Lines holding the word "axum" in the following material must be counted; give only the resulting number.

Given records
────
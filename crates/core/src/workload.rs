//! Resolution and quality-preset workload multipliers.
//!
//! Both enumerations are part of the output contract: a higher multiplier
//! means a heavier workload and divides achievable frame rate.

use serde::{Deserialize, Serialize};

/// A string that is not a known resolution or preset identifier.
#[derive(Debug, Clone, PartialEq, Eq, thiserror::Error)]
#[error("unknown {kind} '{value}'")]
pub struct ParseWorkloadError {
    pub kind: &'static str,
    pub value: String,
}

/// One selectable option, shaped for catalog listings.
#[derive(Debug, Clone, PartialEq, Serialize)]
pub struct WorkloadOption {
    pub id: &'static str,
    pub name: &'static str,
    pub multiplier: f64,
}

/* --------------------------------------------------------------------------
Resolution
-------------------------------------------------------------------------- */

#[derive(Debug, Clone, Copy, PartialEq, Eq, Hash, PartialOrd, Ord, Serialize, Deserialize)]
#[serde(try_from = "String", into = "&'static str")]
pub enum Resolution {
    FullHd,
    QuadHd,
    UltraHd,
}

impl Resolution {
    pub const ALL: [Resolution; 3] = [Resolution::FullHd, Resolution::QuadHd, Resolution::UltraHd];

    /// Canonical identifier (`1080p`, `1440p`, `4K`).
    pub fn id(self) -> &'static str {
        match self {
            Self::FullHd => "1080p",
            Self::QuadHd => "1440p",
            Self::UltraHd => "4K",
        }
    }

    pub fn name(self) -> &'static str {
        match self {
            Self::FullHd => "1920x1080 (1080p)",
            Self::QuadHd => "2560x1440 (1440p)",
            Self::UltraHd => "3840x2160 (4K)",
        }
    }

    pub fn multiplier(self) -> f64 {
        match self {
            Self::FullHd => 1.0,
            Self::QuadHd => 1.78,
            Self::UltraHd => 4.0,
        }
    }

    /// Parse an identifier, ignoring ASCII case (`4k` == `4K`).
    pub fn parse(s: &str) -> Option<Self> {
        let s = s.trim();
        Self::ALL.into_iter().find(|r| r.id().eq_ignore_ascii_case(s))
    }

    pub fn option(self) -> WorkloadOption {
        WorkloadOption {
            id: self.id(),
            name: self.name(),
            multiplier: self.multiplier(),
        }
    }
}

impl TryFrom<String> for Resolution {
    type Error = ParseWorkloadError;

    fn try_from(value: String) -> Result<Self, Self::Error> {
        Self::parse(&value).ok_or(ParseWorkloadError {
            kind: "resolution",
            value,
        })
    }
}

impl From<Resolution> for &'static str {
    fn from(r: Resolution) -> Self {
        r.id()
    }
}

/* --------------------------------------------------------------------------
Quality preset
-------------------------------------------------------------------------- */

#[derive(Debug, Clone, Copy, PartialEq, Eq, Hash, PartialOrd, Ord, Serialize, Deserialize)]
#[serde(try_from = "String", into = "&'static str")]
pub enum QualityPreset {
    Low,
    Medium,
    High,
    Ultra,
}

impl QualityPreset {
    pub const ALL: [QualityPreset; 4] = [
        QualityPreset::Low,
        QualityPreset::Medium,
        QualityPreset::High,
        QualityPreset::Ultra,
    ];

    /// Canonical identifier, which doubles as the display name.
    pub fn id(self) -> &'static str {
        match self {
            Self::Low => "Low",
            Self::Medium => "Medium",
            Self::High => "High",
            Self::Ultra => "Ultra",
        }
    }

    pub fn multiplier(self) -> f64 {
        match self {
            Self::Low => 1.0,
            Self::Medium => 0.7,
            Self::High => 0.5,
            Self::Ultra => 0.3,
        }
    }

    pub fn parse(s: &str) -> Option<Self> {
        let s = s.trim();
        Self::ALL.into_iter().find(|p| p.id().eq_ignore_ascii_case(s))
    }

    pub fn option(self) -> WorkloadOption {
        WorkloadOption {
            id: self.id(),
            name: self.id(),
            multiplier: self.multiplier(),
        }
    }
}

impl TryFrom<String> for QualityPreset {
    type Error = ParseWorkloadError;

    fn try_from(value: String) -> Result<Self, Self::Error> {
        Self::parse(&value).ok_or(ParseWorkloadError {
            kind: "quality preset",
            value,
        })
    }
}

impl From<QualityPreset> for &'static str {
    fn from(p: QualityPreset) -> Self {
        p.id()
    }
}

/// Combined workload divisor for a resolution/preset pair.
pub fn workload_multiplier(resolution: Resolution, preset: QualityPreset) -> f64 {
    resolution.multiplier() * preset.multiplier()
}
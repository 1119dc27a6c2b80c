//! Repository for the `games` table.

use sqlx::PgPool;

use crate::models::catalog::GameRow;

const COLUMNS: &str =
    "id, name, genre, gpu_intensive, cpu_intensive, ray_tracing_support, created_at";

pub struct GameRepo;

impl GameRepo {
    pub async fn find_by_id(pool: &PgPool, id: &str) -> Result<Option<GameRow>, sqlx::Error> {
        let query = format!("SELECT {COLUMNS} FROM games WHERE id = $1");
        sqlx::query_as::<_, GameRow>(&query)
            .bind(id)
            .fetch_optional(pool)
            .await
    }

    /// List all games alphabetically by display name.
    pub async fn list(pool: &PgPool) -> Result<Vec<GameRow>, sqlx::Error> {
        let query = format!("SELECT {COLUMNS} FROM games ORDER BY name");
        sqlx::query_as::<_, GameRow>(&query).fetch_all(pool).await
    }
}
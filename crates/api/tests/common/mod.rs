#![allow(dead_code)]

use axum::body::Body;
use axum::http::{Method, Request};
use axum::response::Response;
use axum::Router;
use http_body_util::BodyExt;
use sqlx::PgPool;
use tower::ServiceExt;

use framerate_api::config::{ServerConfig, StoreBackend};
use framerate_api::router::build_app_router;
use framerate_api::state::AppState;

/// Test configuration with the dev CORS origin. The pool is handed in
/// directly, so the database URL is never read.
pub fn test_config(store: StoreBackend) -> ServerConfig {
    ServerConfig {
        host: "127.0.0.1".to_string(),
        port: 0,
        cors_origins: vec!["http://localhost:5173".to_string()],
        request_timeout_secs: 30,
        store,
        db_max_connections: 5,
        run_migrations: false,
    }
}

/// The full application over the given (migrated) database pool.
pub fn build_test_app(pool: PgPool) -> Router {
    let config = test_config(StoreBackend::Postgres {
        database_url: String::new(),
    });
    let state = AppState::new(pool, config.clone());
    build_app_router(state, &config)
}

/// The full application over a fresh in-memory reference store.
pub fn build_memory_app() -> Router {
    let config = test_config(StoreBackend::Memory);
    build_app_router(AppState::in_memory(config.clone()), &config)
}

pub async fn get(app: Router, uri: &str) -> Response {
    let request = Request::builder()
        .method(Method::GET)
        .uri(uri)
        .body(Body::empty())
        .unwrap();
    app.oneshot(request).await.unwrap()
}

pub async fn post_json(app: Router, uri: &str, body: serde_json::Value) -> Response {
    post_raw(app, uri, "application/json", body.to_string()).await
}

pub async fn post_raw(app: Router, uri: &str, content_type: &str, body: String) -> Response {
    let request = Request::builder()
        .method(Method::POST)
        .uri(uri)
        .header("content-type", content_type)
        .body(Body::from(body))
        .unwrap();
    app.oneshot(request).await.unwrap()
}

/// Collect a response body and parse it as JSON.
pub async fn body_json(response: Response) -> serde_json::Value {
    let bytes = response.into_body().collect().await.unwrap().to_bytes();
    serde_json::from_slice(&bytes).unwrap()
}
────
Expected answer
4